Which brings us to the latest wave of the honours affair: the charge that donations to city academies were lured by the promise of gongs and ermine. This too feels more organic than accidental.

Once again, there is the enduring Blairite faith in the magic of the private sector. If a man has made a mint selling cars or carpets, he will automatically, says Blairism, be better at running a school than a local education authority. So much better, in fact, that in return for less than one thirteenth of the capital budget - a mere £2m compared to the £25m invested by the government - this business wizard gets control over the curriculum, the ethos and even the name of his chosen academy.

Now, I'm all for philanthropists doing their bit for public institutions like schools. I also like the idea that not every common good has to be provided the same way: academies run by, say, a university or a charity have some appeal. But that's not, predominantly, what the government has in mind. When it says it wants to look beyond the traditional providers, it means business.

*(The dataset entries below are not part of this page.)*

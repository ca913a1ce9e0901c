//! Row access for the `links` table

use rusqlite::{params, Connection, OptionalExtension, Row};

use crate::models::{Link, ListOptions, ReadStatus, TagSet};
use crate::storage::StoreResult;
use crate::timestamp;

/// Column list matching [`LinkRow::from_row`]
pub(crate) const LINK_COLUMNS: &str = "id, url, title, note, tags, created_at, read_at";

/// Newest first; ties go to the most recently inserted row
///
/// Rows whose `created_at` is empty or legacy free text sort after every
/// canonical timestamp.
pub(crate) const NEWEST_FIRST: &str = "ORDER BY \
    created_at GLOB '[0-9][0-9][0-9][0-9]-[0-9][0-9]-[0-9][0-9]T*' DESC, \
    created_at DESC, \
    rowid DESC";

/// Raw column values before timestamp and tag parsing
pub(crate) struct LinkRow {
    id: String,
    url: String,
    title: Option<String>,
    note: Option<String>,
    tags: Option<String>,
    created_at: Option<String>,
    read_at: Option<String>,
}

impl LinkRow {
    pub(crate) fn from_row(row: &Row<'_>) -> rusqlite::Result<Self> {
        Ok(LinkRow {
            id: row.get(0)?,
            url: row.get(1)?,
            title: row.get(2)?,
            note: row.get(3)?,
            tags: row.get(4)?,
            created_at: row.get(5)?,
            read_at: row.get(6)?,
        })
    }

    /// Unparsable timestamps read back as `None`
    pub(crate) fn into_link(self) -> Link {
        Link {
            id: self.id,
            url: self.url,
            title: self.title.unwrap_or_default(),
            note: self.note.unwrap_or_default(),
            tags: self.tags.as_deref().map(TagSet::parse).unwrap_or_default(),
            created_at: self.created_at.as_deref().and_then(timestamp::parse),
            read_at: self.read_at.as_deref().and_then(timestamp::parse),
        }
    }
}

/// Run a link query and hydrate every row
pub(crate) fn query_links<P: rusqlite::Params>(
    conn: &Connection,
    sql: &str,
    params: P,
) -> rusqlite::Result<Vec<Link>> {
    let mut stmt = conn.prepare(sql)?;
    let rows = stmt.query_map(params, LinkRow::from_row)?;

    let mut links = Vec::new();
    for row in rows {
        links.push(row?.into_link());
    }
    Ok(links)
}

pub(crate) fn find_by_id(conn: &Connection, id: &str) -> StoreResult<Option<Link>> {
    let row = conn
        .query_row(
            &format!("SELECT {} FROM links WHERE id = ?1", LINK_COLUMNS),
            params![id],
            LinkRow::from_row,
        )
        .optional()?;
    Ok(row.map(LinkRow::into_link))
}

pub(crate) fn find_by_url(conn: &Connection, url: &str) -> StoreResult<Option<Link>> {
    let row = conn
        .query_row(
            &format!("SELECT {} FROM links WHERE url = ?1", LINK_COLUMNS),
            params![url],
            LinkRow::from_row,
        )
        .optional()?;
    Ok(row.map(LinkRow::into_link))
}

pub(crate) fn insert(conn: &Connection, link: &Link) -> StoreResult<()> {
    conn.execute(
        r#"
        INSERT INTO links (id, url, title, note, tags, created_at, read_at)
        VALUES (?1, ?2, ?3, ?4, ?5, ?6, ?7)
        "#,
        params![
            link.id,
            link.url,
            link.title,
            link.note,
            link.tags.to_string(),
            created_at_text(link),
            link.read_at.as_ref().map(timestamp::format),
        ],
    )?;
    Ok(())
}

/// Overwrite the mutable columns of the row with `link.id`
///
/// A missing `created_at` leaves the stored text alone, so legacy values
/// that do not parse survive a merge.
pub(crate) fn update(conn: &Connection, link: &Link) -> StoreResult<()> {
    conn.execute(
        r#"
        UPDATE links
        SET url = ?2, title = ?3, note = ?4, tags = ?5,
            created_at = COALESCE(?6, created_at), read_at = ?7
        WHERE id = ?1
        "#,
        params![
            link.id,
            link.url,
            link.title,
            link.note,
            link.tags.to_string(),
            link.created_at.as_ref().map(timestamp::format),
            link.read_at.as_ref().map(timestamp::format),
        ],
    )?;
    Ok(())
}

/// Returns the number of rows removed
pub(crate) fn delete(conn: &Connection, id: &str) -> StoreResult<usize> {
    Ok(conn.execute("DELETE FROM links WHERE id = ?1", params![id])?)
}

/// Returns the number of rows changed
pub(crate) fn set_read_at(conn: &Connection, id: &str, read_at: Option<&str>) -> StoreResult<usize> {
    Ok(conn.execute(
        "UPDATE links SET read_at = ?2 WHERE id = ?1",
        params![id, read_at],
    )?)
}

pub(crate) fn count(conn: &Connection) -> StoreResult<usize> {
    let count: i64 = conn.query_row("SELECT COUNT(*) FROM links", [], |row| row.get(0))?;
    Ok(count as usize)
}

/// Links matching `opts`, in [`NEWEST_FIRST`] order
pub(crate) fn list(conn: &Connection, opts: &ListOptions) -> StoreResult<Vec<Link>> {
    let status = match opts.read_status {
        ReadStatus::Unread => "read_at IS NULL",
        ReadStatus::Read => "read_at IS NOT NULL",
        ReadStatus::All => "1 = 1",
    };
    let sql = format!(
        r#"
        SELECT {}
        FROM links
        WHERE {}
          AND (?1 IS NULL OR instr(lower(COALESCE(tags, '')), lower(?1)) > 0)
        {}
        LIMIT ?2
        "#,
        LINK_COLUMNS, status, NEWEST_FIRST
    );

    let tag = opts.tag.as_deref().map(str::trim).filter(|t| !t.is_empty());
    // SQLite treats a negative limit as unbounded
    let limit = match opts.limit {
        Some(n) if n > 0 => n as i64,
        _ => -1,
    };

    Ok(query_links(conn, &sql, params![tag, limit])?)
}

/// `created_at` is NOT NULL; a missing timestamp is stored as empty text
fn created_at_text(link: &Link) -> String {
    link.created_at
        .as_ref()
        .map(timestamp::format)
        .unwrap_or_default()
}
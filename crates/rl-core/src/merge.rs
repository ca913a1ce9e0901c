//! Merge policies for saving a URL that is already stored
//!
//! The two entry points differ in which side wins:
//!
//! - [`merge_for_add`]: the user just typed the values, so non-empty new
//!   text replaces what was stored.
//! - [`merge_for_import`]: the local store is authoritative for text, so
//!   incoming values only fill gaps.
//!
//! Both keep the stored id and union tags with the stored tags first.

use crate::models::{Link, LinkDraft};
use crate::timestamp;

/// Combine a stored link with a draft from `add`
pub fn merge_for_add(existing: &Link, draft: &LinkDraft) -> Link {
    Link {
        id: existing.id.clone(),
        url: existing.url.clone(),
        title: prefer_non_empty(&draft.title, &existing.title),
        note: prefer_non_empty(&draft.note, &existing.note),
        tags: existing.tags.union(&draft.tags),
        created_at: existing.created_at,
        read_at: existing.read_at,
    }
}

/// Combine a stored link with an incoming import record
pub fn merge_for_import(existing: &Link, incoming: &Link) -> Link {
    Link {
        id: existing.id.clone(),
        url: existing.url.clone(),
        title: prefer_non_empty(&existing.title, &incoming.title),
        note: prefer_non_empty(&existing.note, &incoming.note),
        tags: existing.tags.union(&incoming.tags),
        created_at: existing
            .created_at
            .or(incoming.created_at)
            .or_else(|| Some(timestamp::now())),
        read_at: import_read_state(existing, incoming),
    }
}

/// Read state after importing `incoming` over `existing`
///
/// The incoming value always wins, including `None`: importing an export
/// taken before a link was read marks it unread again.
pub fn import_read_state(
    _existing: &Link,
    incoming: &Link,
) -> Option<chrono::DateTime<chrono::Utc>> {
    incoming.read_at
}

fn prefer_non_empty(preferred: &str, fallback: &str) -> String {
    if preferred.is_empty() {
        fallback.to_string()
    } else {
        preferred.to_string()
    }
}

#[cfg(test)]
mod tests {
    use super::*;
    use crate::models::TagSet;

    fn stored() -> Link {
        Link {
            id: "storedid0001".into(),
            url: "https://a.test".into(),
            title: "Stored".into(),
            note: String::new(),
            tags: TagSet::parse("x,y"),
            created_at: timestamp::parse("2024-01-01T00:00:00Z"),
            read_at: timestamp::parse("2024-01-05T00:00:00Z"),
        }
    }

    #[test]
    fn test_add_new_text_wins() {
        let draft = LinkDraft::new("https://a.test")
            .title("Fresh")
            .note("first note")
            .tags("Y,z");
        let merged = merge_for_add(&stored(), &draft);

        assert_eq!(merged.id, "storedid0001");
        assert_eq!(merged.title, "Fresh");
        assert_eq!(merged.note, "first note");
        assert_eq!(merged.tags.to_string(), "x,y,z");
        assert_eq!(merged.created_at, stored().created_at);
        assert_eq!(merged.read_at, stored().read_at);
    }

    #[test]
    fn test_add_empty_text_keeps_stored() {
        let merged = merge_for_add(&stored(), &LinkDraft::new("https://a.test"));
        assert_eq!(merged.title, "Stored");
        assert_eq!(merged.tags.to_string(), "x,y");
    }

    #[test]
    fn test_import_stored_text_wins() {
        let mut incoming = Link::new("https://a.test");
        incoming.id = "otherid00001".into();
        incoming.title = "Incoming".into();
        incoming.note = "fills the gap".into();
        incoming.tags = TagSet::parse("z");
        incoming.created_at = timestamp::parse("2020-01-01");

        let merged = merge_for_import(&stored(), &incoming);

        assert_eq!(merged.id, "storedid0001");
        assert_eq!(merged.title, "Stored");
        assert_eq!(merged.note, "fills the gap");
        assert_eq!(merged.tags.to_string(), "x,y,z");
        assert_eq!(merged.created_at, stored().created_at);
    }

    #[test]
    fn test_import_fills_missing_created_at() {
        let mut existing = stored();
        existing.created_at = None;

        let mut incoming = Link::new("https://a.test");
        incoming.created_at = timestamp::parse("2020-01-01");
        assert_eq!(
            merge_for_import(&existing, &incoming).created_at,
            incoming.created_at
        );

        incoming.created_at = None;
        assert!(merge_for_import(&existing, &incoming).created_at.is_some());
    }

    #[test]
    fn test_import_read_state_follows_incoming() {
        let existing = stored();
        let mut incoming = Link::new("https://a.test");

        // surprising but intended: an unread record clears the stored read time
        assert_eq!(import_read_state(&existing, &incoming), None);

        incoming.read_at = timestamp::parse("2024-02-01");
        assert_eq!(import_read_state(&existing, &incoming), incoming.read_at);
    }
}
//! rl Core Library
//!
//! This crate provides the persistent link store behind `rl`, a local
//! read-later tool: saved URLs with a title, a note, tags and a read state.
//!
//! # Architecture
//!
//! - **SQLite**: single source of truth, one `links` table
//! - **FTS5**: search index kept in lockstep with `links` by the store itself
//! - **Migrations**: forward-only steps recorded in a `schema_migrations` ledger
//!
//! # Quick Start
//!
//! ```text
//! let mut store = LinkStore::open(&Config::load()?)?;
//!
//! // Add (or merge into) a link
//! let outcome = store.add(&LinkDraft::new("https://example.com").title("Example"))?;
//!
//! // Query links
//! let unread = store.list(&ListOptions::default())?;
//! ```
//!
//! # Modules
//!
//! - `store`: the link store (main entry point)
//! - `models`: links, tag sets and list options
//! - `merge`: the Add and Import merge policies
//! - `identity`: short id generation and validation
//! - `storage`: migrations, row access, search index and errors
//! - `timestamp`: parsing, canonical formatting and display of timestamps
//! - `transfer`: JSON export/import wire format
//! - `config`: application configuration

pub mod config;
pub mod identity;
pub mod merge;
pub mod models;
pub mod storage;
pub mod store;
pub mod timestamp;
pub mod transfer;

pub use config::Config;
pub use models::{AddOutcome, ImportReport, Link, LinkDraft, ListOptions, ReadStatus, TagSet};
pub use storage::{ErrorKind, StoreError, StoreResult};
pub use store::LinkStore;
pub use timestamp::DisplayZone;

The same logic applies in both the party funding and city academy cases. The Labour party, the public sector and the civic worthies of local education authorities are, in the eyes of Blairism, all of a piece. They are members of a single tribe, best pushed out of the way, since their various roles - whether funding election campaigns or running schools - are bound to be performed better by the geniuses of private enterprise.

As for paying these benefactors in the currency of honours, that makes Blairite sense too. Unlike John Smith, or now Gordon Brown, Blair has never strongly seen the need to reform the constitution: he is not affronted by the undemocratic nature of the House of Lords. Instead he has seen it as a pool of patronage from which he can usefully draw.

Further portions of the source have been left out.